■ Aim of the task: Write out the data exactly, keeping every line.

Segment Open

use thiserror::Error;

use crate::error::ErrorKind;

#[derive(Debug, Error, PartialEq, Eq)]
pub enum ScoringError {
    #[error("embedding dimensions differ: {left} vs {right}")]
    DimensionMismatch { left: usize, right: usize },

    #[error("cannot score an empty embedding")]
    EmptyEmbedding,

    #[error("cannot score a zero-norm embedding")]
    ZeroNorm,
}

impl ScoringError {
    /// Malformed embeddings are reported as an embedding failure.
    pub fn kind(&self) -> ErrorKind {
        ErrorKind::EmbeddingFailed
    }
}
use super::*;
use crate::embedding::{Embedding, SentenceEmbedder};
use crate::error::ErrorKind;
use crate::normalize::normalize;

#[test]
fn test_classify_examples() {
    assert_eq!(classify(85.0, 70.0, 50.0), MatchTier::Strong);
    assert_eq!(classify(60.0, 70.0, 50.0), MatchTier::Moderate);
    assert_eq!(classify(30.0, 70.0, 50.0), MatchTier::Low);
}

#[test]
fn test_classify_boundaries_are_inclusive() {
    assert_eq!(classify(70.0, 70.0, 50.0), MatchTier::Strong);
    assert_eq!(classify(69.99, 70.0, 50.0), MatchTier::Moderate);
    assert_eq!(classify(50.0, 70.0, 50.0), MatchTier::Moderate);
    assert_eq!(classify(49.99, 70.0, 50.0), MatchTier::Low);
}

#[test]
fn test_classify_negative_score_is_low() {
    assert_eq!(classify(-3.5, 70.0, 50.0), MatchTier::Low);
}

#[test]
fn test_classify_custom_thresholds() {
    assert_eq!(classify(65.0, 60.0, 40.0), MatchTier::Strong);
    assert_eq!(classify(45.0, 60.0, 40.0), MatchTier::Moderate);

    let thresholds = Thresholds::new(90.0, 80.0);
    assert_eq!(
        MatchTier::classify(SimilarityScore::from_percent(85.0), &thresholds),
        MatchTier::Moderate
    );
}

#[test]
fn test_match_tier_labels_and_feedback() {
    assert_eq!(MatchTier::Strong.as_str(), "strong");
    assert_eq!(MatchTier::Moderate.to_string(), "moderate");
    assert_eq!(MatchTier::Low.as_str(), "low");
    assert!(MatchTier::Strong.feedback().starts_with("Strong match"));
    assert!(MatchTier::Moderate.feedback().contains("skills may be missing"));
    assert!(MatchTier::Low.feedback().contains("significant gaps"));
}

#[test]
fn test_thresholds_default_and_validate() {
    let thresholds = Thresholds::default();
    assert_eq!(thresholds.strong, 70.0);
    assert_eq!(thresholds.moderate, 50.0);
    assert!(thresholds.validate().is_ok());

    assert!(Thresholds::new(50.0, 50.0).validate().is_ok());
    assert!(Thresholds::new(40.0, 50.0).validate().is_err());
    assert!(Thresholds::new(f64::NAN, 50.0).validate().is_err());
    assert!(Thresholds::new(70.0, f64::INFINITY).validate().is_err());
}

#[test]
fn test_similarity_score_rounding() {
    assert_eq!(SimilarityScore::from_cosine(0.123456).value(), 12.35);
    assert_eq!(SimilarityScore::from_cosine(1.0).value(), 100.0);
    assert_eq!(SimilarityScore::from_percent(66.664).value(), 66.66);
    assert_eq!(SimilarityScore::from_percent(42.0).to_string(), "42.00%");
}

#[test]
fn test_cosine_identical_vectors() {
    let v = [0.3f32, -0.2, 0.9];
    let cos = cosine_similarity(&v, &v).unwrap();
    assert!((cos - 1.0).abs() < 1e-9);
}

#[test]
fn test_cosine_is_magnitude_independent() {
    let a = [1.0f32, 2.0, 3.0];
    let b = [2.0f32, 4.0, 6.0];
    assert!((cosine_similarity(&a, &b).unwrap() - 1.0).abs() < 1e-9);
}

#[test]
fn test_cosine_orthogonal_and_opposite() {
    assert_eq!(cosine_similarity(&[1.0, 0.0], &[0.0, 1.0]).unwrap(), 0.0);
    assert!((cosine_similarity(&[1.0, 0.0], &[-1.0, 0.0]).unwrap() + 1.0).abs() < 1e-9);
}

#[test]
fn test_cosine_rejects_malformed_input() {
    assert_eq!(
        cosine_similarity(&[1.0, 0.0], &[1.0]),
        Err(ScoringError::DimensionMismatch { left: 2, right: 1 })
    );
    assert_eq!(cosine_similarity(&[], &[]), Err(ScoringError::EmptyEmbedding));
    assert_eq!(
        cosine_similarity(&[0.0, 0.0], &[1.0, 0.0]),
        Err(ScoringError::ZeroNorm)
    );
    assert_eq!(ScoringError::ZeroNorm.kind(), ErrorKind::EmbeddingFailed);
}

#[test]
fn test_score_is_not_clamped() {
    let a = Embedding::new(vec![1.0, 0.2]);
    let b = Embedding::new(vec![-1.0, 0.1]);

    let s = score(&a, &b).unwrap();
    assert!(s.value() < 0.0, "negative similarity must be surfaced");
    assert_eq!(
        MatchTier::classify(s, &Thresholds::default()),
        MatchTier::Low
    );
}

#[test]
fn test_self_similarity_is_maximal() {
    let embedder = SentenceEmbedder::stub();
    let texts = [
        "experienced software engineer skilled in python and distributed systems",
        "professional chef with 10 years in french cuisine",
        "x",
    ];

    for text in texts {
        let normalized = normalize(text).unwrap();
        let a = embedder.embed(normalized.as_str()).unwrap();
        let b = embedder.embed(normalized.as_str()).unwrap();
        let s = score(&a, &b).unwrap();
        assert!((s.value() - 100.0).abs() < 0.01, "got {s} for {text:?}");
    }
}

Segment Closed

■ Task result:
use thiserror::Error;

use crate::error::ErrorKind;

#[derive(Debug, Error, PartialEq, Eq)]
pub enum ScoringError {
    #[error("embedding dimensions differ: {left} vs {right}")]
    DimensionMismatch { left: usize, right: usize },

    #[error("cannot score an empty embedding")]
    EmptyEmbedding,

    #[error("cannot score a zero-norm embedding")]
    ZeroNorm,
}

impl ScoringError {
    /// Malformed embeddings are reported as an embedding failure.
    pub fn kind(&self) -> ErrorKind {
        ErrorKind::EmbeddingFailed
    }
}
use super::*;
use crate::embedding::{Embedding, SentenceEmbedder};
use crate::error::ErrorKind;
use crate::normalize::normalize;

#[test]
fn test_classify_examples() {
    assert_eq!(classify(85.0, 70.0, 50.0), MatchTier::Strong);
    assert_eq!(classify(60.0, 70.0, 50.0), MatchTier::Moderate);
    assert_eq!(classify(30.0, 70.0, 50.0), MatchTier::Low);
}

#[test]
fn test_classify_boundaries_are_inclusive() {
    assert_eq!(classify(70.0, 70.0, 50.0), MatchTier::Strong);
    assert_eq!(classify(69.99, 70.0, 50.0), MatchTier::Moderate);
    assert_eq!(classify(50.0, 70.0, 50.0), MatchTier::Moderate);
    assert_eq!(classify(49.99, 70.0, 50.0), MatchTier::Low);
}

#[test]
fn test_classify_negative_score_is_low() {
    assert_eq!(classify(-3.5, 70.0, 50.0), MatchTier::Low);
}

#[test]
fn test_classify_custom_thresholds() {
    assert_eq!(classify(65.0, 60.0, 40.0), MatchTier::Strong);
    assert_eq!(classify(45.0, 60.0, 40.0), MatchTier::Moderate);

    let thresholds = Thresholds::new(90.0, 80.0);
    assert_eq!(
        MatchTier::classify(SimilarityScore::from_percent(85.0), &thresholds),
        MatchTier::Moderate
    );
}

#[test]
fn test_match_tier_labels_and_feedback() {
    assert_eq!(MatchTier::Strong.as_str(), "strong");
    assert_eq!(MatchTier::Moderate.to_string(), "moderate");
    assert_eq!(MatchTier::Low.as_str(), "low");
    assert!(MatchTier::Strong.feedback().starts_with("Strong match"));
    assert!(MatchTier::Moderate.feedback().contains("skills may be missing"));
    assert!(MatchTier::Low.feedback().contains("significant gaps"));
}

#[test]
fn test_thresholds_default_and_validate() {
    let thresholds = Thresholds::default();
    assert_eq!(thresholds.strong, 70.0);
    assert_eq!(thresholds.moderate, 50.0);
    assert!(thresholds.validate().is_ok());

    assert!(Thresholds::new(50.0, 50.0).validate().is_ok());
    assert!(Thresholds::new(40.0, 50.0).validate().is_err());
    assert!(Thresholds::new(f64::NAN, 50.0).validate().is_err());
    assert!(Thresholds::new(70.0, f64::INFINITY).validate().is_err());
}

#[test]
fn test_similarity_score_rounding() {
    assert_eq!(SimilarityScore::from_cosine(0.123456).value(), 12.35);
    assert_eq!(SimilarityScore::from_cosine(1.0).value(), 100.0);
    assert_eq!(SimilarityScore::from_percent(66.664).value(), 66.66);
    assert_eq!(SimilarityScore::from_percent(42.0).to_string(), "42.00%");
}

#[test]
fn test_cosine_identical_vectors() {
    let v = [0.3f32, -0.2, 0.9];
    let cos = cosine_similarity(&v, &v).unwrap();
    assert!((cos - 1.0).abs() < 1e-9);
}

#[test]
fn test_cosine_is_magnitude_independent() {
    let a = [1.0f32, 2.0, 3.0];
    let b = [2.0f32, 4.0, 6.0];
    assert!((cosine_similarity(&a, &b).unwrap() - 1.0).abs() < 1e-9);
}

#[test]
fn test_cosine_orthogonal_and_opposite() {
    assert_eq!(cosine_similarity(&[1.0, 0.0], &[0.0, 1.0]).unwrap(), 0.0);
    assert!((cosine_similarity(&[1.0, 0.0], &[-1.0, 0.0]).unwrap() + 1.0).abs() < 1e-9);
}

#[test]
fn test_cosine_rejects_malformed_input() {
    assert_eq!(
        cosine_similarity(&[1.0, 0.0], &[1.0]),
        Err(ScoringError::DimensionMismatch { left: 2, right: 1 })
    );
    assert_eq!(cosine_similarity(&[], &[]), Err(ScoringError::EmptyEmbedding));
    assert_eq!(
        cosine_similarity(&[0.0, 0.0], &[1.0, 0.0]),
        Err(ScoringError::ZeroNorm)
    );
    assert_eq!(ScoringError::ZeroNorm.kind(), ErrorKind::EmbeddingFailed);
}

#[test]
fn test_score_is_not_clamped() {
    let a = Embedding::new(vec![1.0, 0.2]);
    let b = Embedding::new(vec![-1.0, 0.1]);

    let s = score(&a, &b).unwrap();
    assert!(s.value() < 0.0, "negative similarity must be surfaced");
    assert_eq!(
        MatchTier::classify(s, &Thresholds::default()),
        MatchTier::Low
    );
}

#[test]
fn test_self_similarity_is_maximal() {
    let embedder = SentenceEmbedder::stub();
    let texts = [
        "experienced software engineer skilled in python and distributed systems",
        "professional chef with 10 years in french cuisine",
        "x",
    ];

    for text in texts {
        let normalized = normalize(text).unwrap();
        let a = embedder.embed(normalized.as_str()).unwrap();
        let b = embedder.embed(normalized.as_str()).unwrap();
        let s = score(&a, &b).unwrap();
        assert!((s.value() - 100.0).abs() < 0.01, "got {s} for {text:?}");
    }
}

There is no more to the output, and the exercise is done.